= Information =
────
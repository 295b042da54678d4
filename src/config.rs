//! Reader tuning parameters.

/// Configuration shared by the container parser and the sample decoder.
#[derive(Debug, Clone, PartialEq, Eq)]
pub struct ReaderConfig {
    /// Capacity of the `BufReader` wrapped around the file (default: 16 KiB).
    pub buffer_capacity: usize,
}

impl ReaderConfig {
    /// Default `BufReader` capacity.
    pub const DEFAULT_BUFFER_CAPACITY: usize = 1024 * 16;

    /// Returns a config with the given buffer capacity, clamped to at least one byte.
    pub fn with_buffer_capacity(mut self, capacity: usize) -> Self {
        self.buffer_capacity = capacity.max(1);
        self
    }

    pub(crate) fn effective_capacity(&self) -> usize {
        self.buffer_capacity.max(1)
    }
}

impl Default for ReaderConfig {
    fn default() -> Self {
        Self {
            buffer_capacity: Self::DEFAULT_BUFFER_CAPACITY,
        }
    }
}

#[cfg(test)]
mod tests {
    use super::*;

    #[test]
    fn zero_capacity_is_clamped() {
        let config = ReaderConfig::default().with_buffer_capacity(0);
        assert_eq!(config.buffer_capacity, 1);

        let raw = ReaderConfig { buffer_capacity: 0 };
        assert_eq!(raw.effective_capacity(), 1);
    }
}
────
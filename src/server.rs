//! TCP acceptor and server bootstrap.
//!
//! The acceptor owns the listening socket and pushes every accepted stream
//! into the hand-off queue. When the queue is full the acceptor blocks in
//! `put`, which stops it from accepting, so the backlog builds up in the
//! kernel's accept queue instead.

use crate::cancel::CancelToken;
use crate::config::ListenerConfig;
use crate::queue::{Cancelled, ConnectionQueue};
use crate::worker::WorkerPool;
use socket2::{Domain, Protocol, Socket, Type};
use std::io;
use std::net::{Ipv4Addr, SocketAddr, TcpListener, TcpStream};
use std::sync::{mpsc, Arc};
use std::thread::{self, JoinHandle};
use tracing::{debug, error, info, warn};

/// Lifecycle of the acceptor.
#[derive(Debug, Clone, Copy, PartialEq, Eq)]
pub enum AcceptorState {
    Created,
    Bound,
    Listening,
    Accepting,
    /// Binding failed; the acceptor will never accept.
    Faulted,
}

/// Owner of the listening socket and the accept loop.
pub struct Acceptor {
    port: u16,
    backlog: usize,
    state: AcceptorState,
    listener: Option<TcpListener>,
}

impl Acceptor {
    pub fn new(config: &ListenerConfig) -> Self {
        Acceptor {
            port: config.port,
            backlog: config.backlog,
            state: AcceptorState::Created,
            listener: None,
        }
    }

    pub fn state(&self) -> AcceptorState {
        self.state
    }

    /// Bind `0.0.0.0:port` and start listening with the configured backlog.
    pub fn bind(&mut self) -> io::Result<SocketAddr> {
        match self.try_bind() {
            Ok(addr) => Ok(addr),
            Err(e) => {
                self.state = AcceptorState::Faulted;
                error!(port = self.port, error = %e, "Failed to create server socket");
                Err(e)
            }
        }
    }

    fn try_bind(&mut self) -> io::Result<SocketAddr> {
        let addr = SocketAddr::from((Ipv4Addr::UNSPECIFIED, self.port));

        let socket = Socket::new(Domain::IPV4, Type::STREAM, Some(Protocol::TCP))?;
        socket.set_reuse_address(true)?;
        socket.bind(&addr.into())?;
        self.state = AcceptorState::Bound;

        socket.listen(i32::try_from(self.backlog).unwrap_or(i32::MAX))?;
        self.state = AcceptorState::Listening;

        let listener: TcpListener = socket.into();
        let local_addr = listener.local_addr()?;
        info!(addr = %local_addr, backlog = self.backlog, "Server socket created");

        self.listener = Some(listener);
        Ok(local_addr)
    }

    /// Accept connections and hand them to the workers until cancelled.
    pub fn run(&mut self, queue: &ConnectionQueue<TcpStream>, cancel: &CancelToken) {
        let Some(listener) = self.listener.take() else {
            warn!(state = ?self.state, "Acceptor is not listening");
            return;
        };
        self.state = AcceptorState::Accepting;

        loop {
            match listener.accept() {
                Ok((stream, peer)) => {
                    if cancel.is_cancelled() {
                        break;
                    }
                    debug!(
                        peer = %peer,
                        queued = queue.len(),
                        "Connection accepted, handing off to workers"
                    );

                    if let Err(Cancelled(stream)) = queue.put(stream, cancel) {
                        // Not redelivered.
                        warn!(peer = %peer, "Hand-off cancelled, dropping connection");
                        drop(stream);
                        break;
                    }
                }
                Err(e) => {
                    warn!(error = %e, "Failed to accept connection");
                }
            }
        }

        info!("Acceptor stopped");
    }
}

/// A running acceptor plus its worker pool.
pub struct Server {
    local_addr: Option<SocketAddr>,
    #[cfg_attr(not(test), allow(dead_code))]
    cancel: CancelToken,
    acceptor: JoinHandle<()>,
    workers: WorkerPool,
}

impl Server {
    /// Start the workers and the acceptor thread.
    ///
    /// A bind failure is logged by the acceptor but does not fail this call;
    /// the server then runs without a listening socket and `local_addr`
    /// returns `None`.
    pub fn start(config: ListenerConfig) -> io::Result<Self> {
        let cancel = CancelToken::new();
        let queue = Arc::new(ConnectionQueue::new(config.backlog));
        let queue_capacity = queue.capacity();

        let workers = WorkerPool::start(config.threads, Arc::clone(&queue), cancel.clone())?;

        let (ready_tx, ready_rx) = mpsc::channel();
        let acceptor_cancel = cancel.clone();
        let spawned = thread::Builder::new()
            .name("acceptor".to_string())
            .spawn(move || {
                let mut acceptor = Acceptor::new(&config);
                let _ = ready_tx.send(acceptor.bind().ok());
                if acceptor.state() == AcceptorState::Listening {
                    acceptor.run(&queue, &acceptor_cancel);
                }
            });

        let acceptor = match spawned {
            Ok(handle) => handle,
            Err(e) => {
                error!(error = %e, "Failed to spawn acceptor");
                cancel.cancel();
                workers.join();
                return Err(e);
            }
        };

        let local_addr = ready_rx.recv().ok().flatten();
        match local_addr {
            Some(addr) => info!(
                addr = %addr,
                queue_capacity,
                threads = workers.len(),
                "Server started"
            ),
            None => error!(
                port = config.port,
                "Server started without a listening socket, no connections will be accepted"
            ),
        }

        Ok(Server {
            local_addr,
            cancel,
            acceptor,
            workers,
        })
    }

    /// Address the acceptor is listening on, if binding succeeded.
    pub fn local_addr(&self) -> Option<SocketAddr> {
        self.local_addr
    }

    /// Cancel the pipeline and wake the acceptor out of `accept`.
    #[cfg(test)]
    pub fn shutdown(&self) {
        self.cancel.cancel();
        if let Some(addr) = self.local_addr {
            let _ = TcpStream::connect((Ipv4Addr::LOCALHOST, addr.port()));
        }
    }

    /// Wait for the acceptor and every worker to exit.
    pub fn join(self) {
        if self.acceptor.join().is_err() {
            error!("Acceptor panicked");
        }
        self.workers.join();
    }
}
────
= Problem =
Scan the records for the word "CancelToken", and copy each line where it is found.

= Task response =
use crate::cancel::CancelToken;
    pub fn run(&mut self, queue: &ConnectionQueue<TcpStream>, cancel: &CancelToken) {
    cancel: CancelToken,
        let cancel = CancelToken::new();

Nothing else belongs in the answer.